Data Start Marker

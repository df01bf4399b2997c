use serde::Serialize;

#[derive(Debug, Serialize)]
pub struct ImageUrl {
    pub url: String,
}

#[derive(Debug, Serialize)]
#[serde(tag = "type")]
pub enum VisionContent {
    #[serde(rename = "text")]
    Text { text: String },
    #[serde(rename = "image_url")]
    ImageUrl { image_url: ImageUrl },
}

/// Message content is either plain text (system turn) or a list of parts.
#[derive(Debug, Serialize)]
#[serde(untagged)]
pub enum VisionMessageContent {
    Text(String),
    Parts(Vec<VisionContent>),
}

#[derive(Debug, Serialize)]
pub struct VisionMessageRole {
    pub role: String,
    pub content: VisionMessageContent,
}

#[derive(Debug, Serialize)]
pub struct OpenAiVisionRequestBody {
    pub model: String,
    pub messages: Vec<VisionMessageRole>,
}
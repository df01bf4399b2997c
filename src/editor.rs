/// The description currently shown to the user. Each replacement discards
/// the previous text.
#[derive(Debug, Default, Clone)]
pub struct DescriptionEditor {
    text: String,
}

impl DescriptionEditor {
    pub fn current(&self) -> &str {
        &self.text
    }

    pub fn replace(&mut self, text: impl Into<String>) {
        self.text = text.into();
    }

    pub fn is_empty(&self) -> bool {
        self.text.is_empty()
    }
}
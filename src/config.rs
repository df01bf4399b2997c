use crate::constants::{
    DEFAULT_MODEL, DEFAULT_SAVE_DIR, GPT_API_URL, KEY_API_KEY, KEY_API_URL, KEY_IMAGE_INPUT,
    KEY_MODEL, KEY_SAVE_DIR,
};
use log::{debug, warn};
use std::{collections::HashMap, env, path::Path, path::PathBuf};

/// How the image reaches the model.
#[derive(Debug, Clone, Copy, PartialEq, Eq, Default)]
pub enum ImageInput {
    /// Base64 text pasted into the user prompt.
    #[default]
    InlineText,
    /// Native `image_url` content part carrying a data URL.
    ImageUrl,
}

impl ImageInput {
    pub fn parse(value: &str) -> Option<Self> {
        match value.trim().to_ascii_lowercase().as_str() {
            "text" | "inline" => Some(ImageInput::InlineText),
            "image_url" | "url" => Some(ImageInput::ImageUrl),
            _ => None,
        }
    }
}

#[derive(Debug, Clone)]
pub struct Settings {
    pub api_key: Option<String>,
    pub api_url: String,
    pub model: String,
    pub save_dir: PathBuf,
    pub image_input: ImageInput,
}

impl Settings {
    /// Reads the `.env` file at `path`, falling back to the process
    /// environment for keys the file does not set.
    pub fn load(path: &Path) -> Self {
        let file_values = read_env_file(path);
        Settings::from_lookup(|key| {
            file_values
                .get(key)
                .cloned()
                .or_else(|| env::var(key).ok())
        })
    }

    pub fn from_lookup<F>(lookup: F) -> Self
    where
        F: Fn(&str) -> Option<String>,
    {
        let non_empty = |key: &str| lookup(key).filter(|v| !v.trim().is_empty());

        let image_input = match non_empty(KEY_IMAGE_INPUT) {
            Some(value) => ImageInput::parse(&value).unwrap_or_else(|| {
                warn!("Ignoring unknown {}={}", KEY_IMAGE_INPUT, value);
                ImageInput::default()
            }),
            None => ImageInput::default(),
        };

        Settings {
            api_key: non_empty(KEY_API_KEY),
            api_url: non_empty(KEY_API_URL).unwrap_or_else(|| GPT_API_URL.to_string()),
            model: non_empty(KEY_MODEL).unwrap_or_else(|| DEFAULT_MODEL.to_string()),
            save_dir: non_empty(KEY_SAVE_DIR)
                .map(PathBuf::from)
                .unwrap_or_else(|| PathBuf::from(DEFAULT_SAVE_DIR)),
            image_input,
        }
    }
}

/// Key-value pairs from a dotenv file. A missing or unreadable file yields
/// an empty map; malformed lines are skipped.
pub fn read_env_file(path: &Path) -> HashMap<String, String> {
    let iter = match dotenv::from_path_iter(path) {
        Ok(iter) => iter,
        Err(e) => {
            debug!("No env file at {}: {}", path.display(), e);
            return HashMap::new();
        }
    };

    let mut values = HashMap::new();
    for item in iter {
        match item {
            Ok((key, value)) => {
                values.insert(key, value);
            }
            Err(e) => warn!("Skipping line in {}: {}", path.display(), e),
        }
    }
    debug!("Loaded {} values from {}", values.len(), path.display());
    values
}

Data End Marker

▶ Task brief
What lines above contain the word "VisionMessageRole"? Please copy each one.

▶ Answer for the task
pub struct VisionMessageRole {
    pub messages: Vec<VisionMessageRole>,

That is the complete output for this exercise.